Stored data entries:
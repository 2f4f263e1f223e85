use crate::error::Result;
use crate::escape::Filter;

/// Declaration emitted for [`Header::Standard`]
pub const DEFAULT_HEADER: &str = r#"<?xml version="1.0" encoding="UTF-8"?>"#;

/// XML declaration policy
#[derive(Debug, Clone, PartialEq, Eq, Default)]
pub enum Header {
    #[default]
    Off,
    /// Emit [`DEFAULT_HEADER`]
    Standard,
    /// Emit the given string as-is
    Custom(String),
}

impl Header {
    /// The text to emit, if any. An empty custom declaration counts as off.
    pub fn declaration(&self) -> Option<&str> {
        match self {
            Self::Off => None,
            Self::Standard => Some(DEFAULT_HEADER),
            Self::Custom(text) if text.is_empty() => None,
            Self::Custom(text) => Some(text),
        }
    }

    pub fn is_enabled(&self) -> bool {
        self.declaration().is_some()
    }
}

impl From<bool> for Header {
    fn from(enabled: bool) -> Self {
        if enabled {
            Self::Standard
        } else {
            Self::Off
        }
    }
}

impl From<&str> for Header {
    fn from(text: &str) -> Self {
        Self::from(text.to_string())
    }
}

impl From<String> for Header {
    fn from(text: String) -> Self {
        if text.is_empty() {
            Self::Off
        } else {
            Self::Custom(text)
        }
    }
}

/// Configuration options for rendering
#[derive(Debug, Clone, Default)]
pub struct RenderConfig {
    /// XML declaration to put in front of the output
    pub header: Header,
    /// Repeated once per nesting level; empty disables pretty-printing
    pub indent_unit: String,
    /// Applied to text content
    pub text_filter: Option<Filter>,
    /// Applied to attribute values
    pub attribute_filter: Option<Filter>,
}

impl RenderConfig {
    pub fn new() -> Self {
        Self::default()
    }

    /// Config with [`Filter::xml_text`] and [`Filter::xml_attribute`] installed
    ///
    /// # Errors
    ///
    /// Propagates filter construction errors.
    pub fn escaped() -> Result<Self> {
        Ok(Self::default()
            .text_filter(Filter::xml_text()?)
            .attribute_filter(Filter::xml_attribute()?))
    }

    #[must_use]
    pub fn header(mut self, header: impl Into<Header>) -> Self {
        self.header = header.into();
        self
    }

    #[must_use]
    pub fn indent(mut self, unit: impl Into<String>) -> Self {
        self.indent_unit = unit.into();
        self
    }

    #[must_use]
    pub fn text_filter(mut self, filter: Filter) -> Self {
        self.text_filter = Some(filter);
        self
    }

    #[must_use]
    pub fn attribute_filter(mut self, filter: Filter) -> Self {
        self.attribute_filter = Some(filter);
        self
    }

    /// True when an indent unit is set
    pub fn is_pretty(&self) -> bool {
        !self.indent_unit.is_empty()
    }
}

| Exercise brief |
Only the lines above from the line with "of the output" to the line with "pub fn is_pretty(&self)", those two lines included, should be reproduced exactly.

| Result of this task |
    /// XML declaration to put in front of the output
    pub header: Header,
    /// Repeated once per nesting level; empty disables pretty-printing
    pub indent_unit: String,
    /// Applied to text content
    pub text_filter: Option<Filter>,
    /// Applied to attribute values
    pub attribute_filter: Option<Filter>,
}

impl RenderConfig {
    pub fn new() -> Self {
        Self::default()
    }

    /// Config with [`Filter::xml_text`] and [`Filter::xml_attribute`] installed
    ///
    /// # Errors
    ///
    /// Propagates filter construction errors.
    pub fn escaped() -> Result<Self> {
        Ok(Self::default()
            .text_filter(Filter::xml_text()?)
            .attribute_filter(Filter::xml_attribute()?))
    }

    #[must_use]
    pub fn header(mut self, header: impl Into<Header>) -> Self {
        self.header = header.into();
        self
    }

    #[must_use]
    pub fn indent(mut self, unit: impl Into<String>) -> Self {
        self.indent_unit = unit.into();
        self
    }

    #[must_use]
    pub fn text_filter(mut self, filter: Filter) -> Self {
        self.text_filter = Some(filter);
        self
    }

    #[must_use]
    pub fn attribute_filter(mut self, filter: Filter) -> Self {
        self.attribute_filter = Some(filter);
        self
    }

    /// True when an indent unit is set
    pub fn is_pretty(&self) -> bool {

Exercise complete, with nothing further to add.